En este precioso libro nos cuenta Javier Sanz cómo se
fabricaban las medicinas de San Mateo: El ejemplo más evidente es el que nos
deja el boticario Juan Vallejo, quien refiere que acabando el mes de marzo
o empezando el de abril, solicitaba licencia al Cabildo por dos o tres meses
pues ese era el tiempo de las flores y aprovechaba para fabricar los
medicamentos de composición vegetal que después almacenaría para dispensar
durante el resto del año. En estas tierras siempre frías la botica debió de
contar con una huerta donde cultivar las plantas necesarias. Existe la noticia
fiel de que, al menos en octubre de 1696, el hospital tenía a su servicio una
huerta donde crecían las plantas que usaba el boticario para fabricar sus
mejunges.
Que se exponían luego en los estantes y vitrinas de la
oficina.
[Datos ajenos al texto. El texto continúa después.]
//! Ranking and picking helpers shared by the weighted strategies.

#![forbid(unsafe_code)]

use cinephile_core::Movie;
use rand::Rng;
use rand::seq::SliceRandom;

/// Half-open multiplier range applied to a base score.
#[derive(Debug, Clone, Copy, PartialEq)]
pub(crate) struct Jitter {
    low: f32,
    high: f32,
}

impl Jitter {
    pub(crate) const SMART: Self = Self::new(0.85, 1.15);
    pub(crate) const MOOD: Self = Self::new(0.8, 1.2);
    pub(crate) const GENRE: Self = Self::new(0.75, 1.25);
    pub(crate) const TIME: Self = Self::new(0.7, 1.3);
    pub(crate) const SIMILAR: Self = Self::new(0.85, 1.15);
    pub(crate) const UNIT: Self = Self::new(0.0, 1.0);

    const fn new(low: f32, high: f32) -> Self {
        Self { low, high }
    }

    /// Draw one multiplier in `[low, high)`.
    pub(crate) fn sample<R: Rng + ?Sized>(self, rng: &mut R) -> f32 {
        rng.gen_range(self.low..self.high)
    }
}

/// A candidate paired with its jittered score.
#[derive(Debug, Clone, Copy)]
pub(crate) struct Scored<'a> {
    pub(crate) movie: &'a Movie,
    pub(crate) score: f32,
}

/// Score every candidate as `base(movie) * jitter`.
#[expect(
    clippy::float_arithmetic,
    reason = "jitter multiplies the deterministic base score"
)]
pub(crate) fn jittered<'a, R, F>(
    candidates: &[&'a Movie],
    jitter: Jitter,
    rng: &mut R,
    mut base: F,
) -> Vec<Scored<'a>>
where
    R: Rng + ?Sized,
    F: FnMut(&Movie) -> f32,
{
    candidates
        .iter()
        .map(|&movie| Scored {
            movie,
            score: base(movie) * jitter.sample(rng),
        })
        .collect()
}

/// Sort by descending score, keeping input order for equal scores.
pub(crate) fn rank(scored: &mut [Scored<'_>]) {
    scored.sort_by(|a, b| b.score.total_cmp(&a.score));
}

/// Number of entries in the top `percent` of `len`, never less than one.
#[expect(
    clippy::integer_division,
    reason = "the cut-off floors like the percentile it models"
)]
pub(crate) const fn top_count(len: usize, percent: usize) -> usize {
    let count = len.saturating_mul(percent) / 100;
    if count == 0 { 1 } else { count }
}

/// Rank `scored` and pick uniformly among its top `percent`.
pub(crate) fn pick_top_percent<'a, R: Rng + ?Sized>(
    mut scored: Vec<Scored<'a>>,
    percent: usize,
    rng: &mut R,
) -> Option<&'a Movie> {
    let count = top_count(scored.len(), percent);
    pick_top(&mut scored, count, rng)
}

/// Rank `scored` and pick uniformly among its first `count` entries.
pub(crate) fn pick_top<'a, R: Rng + ?Sized>(
    scored: &mut [Scored<'a>],
    count: usize,
    rng: &mut R,
) -> Option<&'a Movie> {
    rank(scored);
    scored
        .get(..count.min(scored.len()))
        .and_then(|top| top.choose(rng))
        .map(|entry| entry.movie)
}

/// Uniform pick over `movies`.
pub(crate) fn pick_uniform<'a, R: Rng + ?Sized>(
    movies: &[&'a Movie],
    rng: &mut R,
) -> Option<&'a Movie> {
    movies.choose(rng).copied()
}

#[cfg(test)]
mod tests {
    use super::*;
    use rand::SeedableRng;
    use rand_chacha::ChaCha8Rng;
    use rstest::rstest;

    #[rstest]
    #[case(0, 20, 1)]
    #[case(4, 20, 1)]
    #[case(5, 20, 1)]
    #[case(10, 20, 2)]
    #[case(19, 15, 2)]
    #[case(100, 30, 30)]
    fn top_count_floors_with_minimum_of_one(
        #[case] len: usize,
        #[case] percent: usize,
        #[case] expected: usize,
    ) {
        assert_eq!(top_count(len, percent), expected);
    }

    #[rstest]
    fn ranking_is_stable_for_ties() {
        let movies: Vec<Movie> = ["a", "b", "c"].iter().map(|id| Movie::new(*id, *id)).collect();
        let mut scored: Vec<Scored<'_>> = movies
            .iter()
            .zip([1.0, 2.0, 1.0])
            .map(|(movie, score)| Scored { movie, score })
            .collect();
        rank(&mut scored);
        let order: Vec<&str> = scored.iter().map(|entry| entry.movie.id.as_str()).collect();
        assert_eq!(order, ["b", "a", "c"]);
    }

    #[rstest]
    fn single_entry_top_is_deterministic() {
        let low = Movie::new("low", "Low");
        let high = Movie::new("high", "High");
        let mut rng = ChaCha8Rng::seed_from_u64(3);
        let scored = vec![
            Scored {
                movie: &low,
                score: 0.1,
            },
            Scored {
                movie: &high,
                score: 0.9,
            },
        ];
        let picked = pick_top_percent(scored, 20, &mut rng).expect("one pick");
        assert_eq!(picked.id, "high");
    }

    #[rstest]
    fn jitter_stays_in_range() {
        let mut rng = ChaCha8Rng::seed_from_u64(11);
        for _ in 0..1_000 {
            let value = Jitter::TIME.sample(&mut rng);
            assert!((0.7_f32..1.3_f32).contains(&value), "{value} escaped the range");
        }
    }

    #[rstest]
    fn empty_inputs_pick_nothing() {
        let mut rng = ChaCha8Rng::seed_from_u64(0);
        assert!(pick_uniform(&[], &mut rng).is_none());
        assert!(pick_top_percent(Vec::new(), 20, &mut rng).is_none());
    }
}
Allí había (y existieron todos hasta el año 1937) cantidad de
albarelos, matraces, pesas, y un sin fin de elementos con los que preparar,
pesar y conservar los medicamentos, Sanz Serrulla expone en la parte final de
su estudio un listado, que es largo pero emocionante, de los elementos que
contenían los albarelos de Talavera, todos en tonos azules, y tapados con
pergaminos para que no perdieran su esencia. Había allí (y solo menciono los
dos primeros items de un largo listado de escalofrío y asombro) Belemnites, más
de 20 kilos en un cajón, por lo que es fácil colegir que debía ser muy usado,
al haber tanto. La teoría es que se tomaba para “quebrar” las piedras de la
vejiga de orina y arrojarlas por la uretra. Había también Cabezas de víbora,
metidas en un bote de porcelana, y que también debía ser muy usado ya que
algunas gentes se dedicaban a la caza de este reptil para venderlo después a
las boticas. Se indicaba para las Fiebres malignas e intermitentes, viruela,
peste, y purificación de la sangre.
Había también minerales, y de ellos tomo alguno, el primero
de la lista, como referencia asombrosa de los materiales que usaba la
farmacopea antigua. Dice así Javier Sanz del Asfalto: “El de esta botica
es un gran trozo contenido en un bote de Talavera. Tiene señales de haber sido
raspado; lo usaban en la tisis pulmonar echando 5 ó 6 gotas en una cuchara que
tenía miel o azúcar; estas gotas procedían de la destilación del asfalto, sal,
mercurio y arena. A mediados del siglo XVII esta enfermedad hacía estragos en
la juventud, y el “aceite de asfalto”, como llamaban a este líquido de
destilación, llenaba la indicación antituberculosa”.